Искал поводы к удручавшей перемене. Чем больше всматривался в дорогие черты, тем отчетливее сознавал: снизошло незаслуженное счастье. Была лучше всех. Тихой, скромной, просветленной и приветливой, не пыталась ущипнуть или изнасиловать в лифте, склонить к равнодушию. Оставалась ангелом-хранителем, окружала защитной кисеей. Помогала уверовать: пока еще не пропал. Погружаясь в привычную кладбищенскую стихию, приникая к любимой, спасался от окончательной самопотери. Рядом с ненаглядной мог не притворяться. Стало необходимостью сверяться с выражением ее глаз.
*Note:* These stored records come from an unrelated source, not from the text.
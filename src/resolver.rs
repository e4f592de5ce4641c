//! # Queue Resolution
//!
//! Turns a queue identifier (slug) and environment into a live [`Sink`].
//! Resolution happens once, before any input is read, and the resulting sink
//! is passed by reference into the dispatcher.

use crate::config::{EnqueueConfig, SinkKind};
use crate::constants::MAX_QUEUE_NAME_LENGTH;
use crate::error::{EnqueueError, EnqueueResult};
use crate::sink::{DryRunSink, PgmqSink, Sink};
use async_trait::async_trait;
use sqlx::postgres::PgPoolOptions;
use tracing::{debug, info};

/// Resolves `(queue_identifier, environment)` to a sink
#[async_trait]
pub trait SinkResolver: Send + Sync {
    async fn resolve(
        &self,
        queue_identifier: &str,
        environment: &str,
    ) -> EnqueueResult<Box<dyn Sink>>;
}

/// Resolver backed by a loaded [`EnqueueConfig`]
#[derive(Debug, Clone)]
pub struct QueueResolver {
    config: EnqueueConfig,
    dry_run: bool,
    create_if_missing: bool,
}

impl QueueResolver {
    pub fn new(config: EnqueueConfig) -> Self {
        let dry_run = config.sink.kind == SinkKind::DryRun;
        let create_if_missing = config.queues.create_if_missing;
        Self {
            config,
            dry_run,
            create_if_missing,
        }
    }

    /// Force the dry-run sink regardless of configuration
    pub fn with_dry_run(mut self, dry_run: bool) -> Self {
        self.dry_run = self.dry_run || dry_run;
        self
    }

    pub fn with_create_if_missing(mut self, create: bool) -> Self {
        self.create_if_missing = self.create_if_missing || create;
        self
    }

    pub fn config(&self) -> &EnqueueConfig {
        &self.config
    }

    /// Queue name for a slug, validated against pgmq naming rules
    pub fn queue_name(&self, queue_identifier: &str) -> Result<String, String> {
        if queue_identifier.trim().is_empty() {
            return Err("queue identifier is empty".to_string());
        }
        validate_queue_name(&self.config.queues.queue_name_for(queue_identifier))
    }

    async fn resolve_pgmq(
        &self,
        queue_identifier: &str,
        environment: &str,
        queue_name: String,
    ) -> EnqueueResult<Box<dyn Sink>> {
        let fail = |reason: String| EnqueueError::resolution(queue_identifier, environment, reason);

        let database_url = self.config.database.url.as_deref().ok_or_else(|| {
            fail("database.url is not configured (set DATABASE_URL or the environment overlay)".to_string())
        })?;

        debug!(
            queue = %queue_name,
            max_connections = self.config.database.max_connections,
            "Connecting to pgmq database"
        );

        let pool = PgPoolOptions::new()
            .max_connections(self.config.database.max_connections)
            .acquire_timeout(self.config.database.acquire_timeout())
            .connect(database_url)
            .await
            .map_err(|e| fail(format!("database connection failed: {e}")))?;

        let exists = PgmqSink::queue_exists(&pool, &queue_name)
            .await
            .map_err(|e| fail(e.to_string()))?;

        if !exists {
            if self.create_if_missing {
                PgmqSink::create_queue(&pool, &queue_name)
                    .await
                    .map_err(|e| fail(e.to_string()))?;
            } else {
                return Err(fail(format!("queue '{queue_name}' does not exist")));
            }
        }

        let sink = PgmqSink::new(pool, queue_name).with_delay_seconds(self.config.queues.delay_seconds);
        info!(
            queue = %sink.queue_name(),
            run_id = %sink.run_id(),
            "✅ Resolved pgmq queue"
        );
        Ok(Box::new(sink))
    }
}

#[async_trait]
impl SinkResolver for QueueResolver {
    async fn resolve(
        &self,
        queue_identifier: &str,
        environment: &str,
    ) -> EnqueueResult<Box<dyn Sink>> {
        if !environment.eq_ignore_ascii_case(&self.config.environment) {
            return Err(EnqueueError::resolution(
                queue_identifier,
                environment,
                format!(
                    "configuration was loaded for environment '{}'",
                    self.config.environment
                ),
            ));
        }

        let queue_name = self
            .queue_name(queue_identifier)
            .map_err(|reason| EnqueueError::resolution(queue_identifier, environment, reason))?;

        if self.dry_run {
            info!(queue = %queue_name, "Dry run: batches will be written to stdout");
            return Ok(Box::new(DryRunSink::stdout(queue_name)));
        }

        self.resolve_pgmq(queue_identifier, environment, queue_name)
            .await
    }
}

/// Check a queue name against pgmq rules: ASCII alphanumerics and `_`, at
/// most [`MAX_QUEUE_NAME_LENGTH`] characters.
pub fn validate_queue_name(queue_name: &str) -> Result<String, String> {
    if queue_name.is_empty() {
        return Err("queue name is empty".to_string());
    }

    if queue_name.len() > MAX_QUEUE_NAME_LENGTH {
        return Err(format!(
            "queue name '{queue_name}' is {} characters, maximum is {MAX_QUEUE_NAME_LENGTH}",
            queue_name.len()
        ));
    }

    if let Some(bad) = queue_name
        .chars()
        .find(|c| !(c.is_ascii_alphanumeric() || *c == '_'))
    {
        return Err(format!(
            "queue name '{queue_name}' contains invalid character {bad:?}"
        ));
    }

    Ok(queue_name.to_string())
}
Компаньоны (в чем, собственно, и заключалась причина разногласий с ними) — о смерти не думали. То есть предумышляли — на свой лад. Рыскали — в поисках подобающих мемориалов-пантеонов и вызолоченных аналоев, налаживали (в том числе через меня) связи с директорами кладбищ и крематориев, колготились — о памятниках, намеченных к воздвижению в собственную честь, беспокоились о лучших участках под погребение. Понимали: от потомков почестей и уважения не дождаться. (Чем его заслужили?) Причепуривались заблаговременно, творили о себе прижизненные мифы и легенды, тихой сапой приискивали ландшафты и пейзажи, годные для впечатляющих траурных променадов. Оформляли в пользование два и три, а то и четыре гробохранилища. Примерялись:
— Полежу недельку в лумумбарии, месячишко на Ваганьковском, еще годок — на плацу Новодевичьего… Там будет видно, определюсь, где лучше…
Вместе с поисковиками (и от них) — заражался трясучкой самообессмертливания. Разрывался меж канувшим и сиюминутным, погостом и посюсторонностью, а потом с превеликим трудом возвращался в разум. Памятью — к родителям, себе недавнему, мертвой недотроге.
При торжественной, с оркестром, закладке склепа Гондольского, наткнулся на свежую могилу и по надписи на жиденьком венке определил: упокоен мамин ученик. Тихий мальчик, большеглазый и узкотелый, постигал сольфеджо, — но, бегло скользнув вдоль жизни, не воспламенился, не вспыхнул спичесной зарницей от чирканья по шершавым ее неровностям.